Items listed in a dataset:
☆ ☆ ☆ ☆ ☆

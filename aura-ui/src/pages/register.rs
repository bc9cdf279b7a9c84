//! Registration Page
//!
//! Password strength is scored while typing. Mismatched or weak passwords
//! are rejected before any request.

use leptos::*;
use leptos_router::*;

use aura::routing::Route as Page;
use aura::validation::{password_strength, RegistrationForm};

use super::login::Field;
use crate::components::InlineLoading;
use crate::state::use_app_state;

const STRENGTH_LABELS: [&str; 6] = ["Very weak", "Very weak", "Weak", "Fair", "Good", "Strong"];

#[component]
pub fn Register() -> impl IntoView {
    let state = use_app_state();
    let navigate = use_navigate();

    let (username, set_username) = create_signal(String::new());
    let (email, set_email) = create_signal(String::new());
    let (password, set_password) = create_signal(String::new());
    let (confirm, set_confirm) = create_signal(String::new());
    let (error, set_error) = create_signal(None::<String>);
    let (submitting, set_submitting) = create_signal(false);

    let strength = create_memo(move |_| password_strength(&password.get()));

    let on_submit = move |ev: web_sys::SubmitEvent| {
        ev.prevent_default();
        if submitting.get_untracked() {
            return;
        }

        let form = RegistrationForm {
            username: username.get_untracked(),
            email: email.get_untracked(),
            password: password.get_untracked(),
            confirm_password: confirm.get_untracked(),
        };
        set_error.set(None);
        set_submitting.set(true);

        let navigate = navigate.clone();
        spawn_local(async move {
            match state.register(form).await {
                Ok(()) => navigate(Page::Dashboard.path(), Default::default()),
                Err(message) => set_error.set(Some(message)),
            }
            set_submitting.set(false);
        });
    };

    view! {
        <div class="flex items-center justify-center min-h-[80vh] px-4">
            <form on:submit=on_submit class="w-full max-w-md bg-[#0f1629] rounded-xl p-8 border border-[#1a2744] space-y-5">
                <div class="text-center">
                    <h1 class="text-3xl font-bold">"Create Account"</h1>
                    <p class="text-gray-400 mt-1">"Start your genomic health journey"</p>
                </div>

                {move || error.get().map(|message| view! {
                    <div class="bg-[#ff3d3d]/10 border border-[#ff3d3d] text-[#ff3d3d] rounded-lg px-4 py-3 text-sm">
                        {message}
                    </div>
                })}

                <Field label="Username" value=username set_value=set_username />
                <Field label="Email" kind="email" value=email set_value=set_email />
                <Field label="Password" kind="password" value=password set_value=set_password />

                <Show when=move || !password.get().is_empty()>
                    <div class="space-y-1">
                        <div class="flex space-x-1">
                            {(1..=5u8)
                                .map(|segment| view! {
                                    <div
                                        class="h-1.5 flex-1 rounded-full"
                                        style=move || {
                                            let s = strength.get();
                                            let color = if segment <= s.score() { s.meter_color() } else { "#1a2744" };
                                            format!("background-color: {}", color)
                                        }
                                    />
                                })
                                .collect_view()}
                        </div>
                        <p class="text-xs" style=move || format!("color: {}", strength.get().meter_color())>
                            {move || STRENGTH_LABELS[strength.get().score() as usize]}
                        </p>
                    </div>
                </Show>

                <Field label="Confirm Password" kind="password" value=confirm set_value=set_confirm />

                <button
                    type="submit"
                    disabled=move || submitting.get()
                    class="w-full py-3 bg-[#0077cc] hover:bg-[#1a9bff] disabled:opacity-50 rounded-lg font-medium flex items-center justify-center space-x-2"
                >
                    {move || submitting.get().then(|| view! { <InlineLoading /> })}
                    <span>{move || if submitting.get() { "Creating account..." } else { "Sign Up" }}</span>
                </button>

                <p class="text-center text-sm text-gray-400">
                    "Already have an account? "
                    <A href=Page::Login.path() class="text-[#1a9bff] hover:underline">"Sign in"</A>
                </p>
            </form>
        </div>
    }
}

☆ ☆ ☆ ☆ ☆

What the task requires —
Each line from the start of the records through the line holding "use crate::state::use_app_state;" must be returned exactly; nothing else belongs in the answer.

Exercise result —
filename aura-ui/src/pages/register.rs
repository bc9cdf279b7a9c84
//! Registration Page
//!
//! Password strength is scored while typing. Mismatched or weak passwords
//! are rejected before any request.

use leptos::*;
use leptos_router::*;

use aura::routing::Route as Page;
use aura::validation::{password_strength, RegistrationForm};

use super::login::Field;
use crate::components::InlineLoading;
use crate::state::use_app_state;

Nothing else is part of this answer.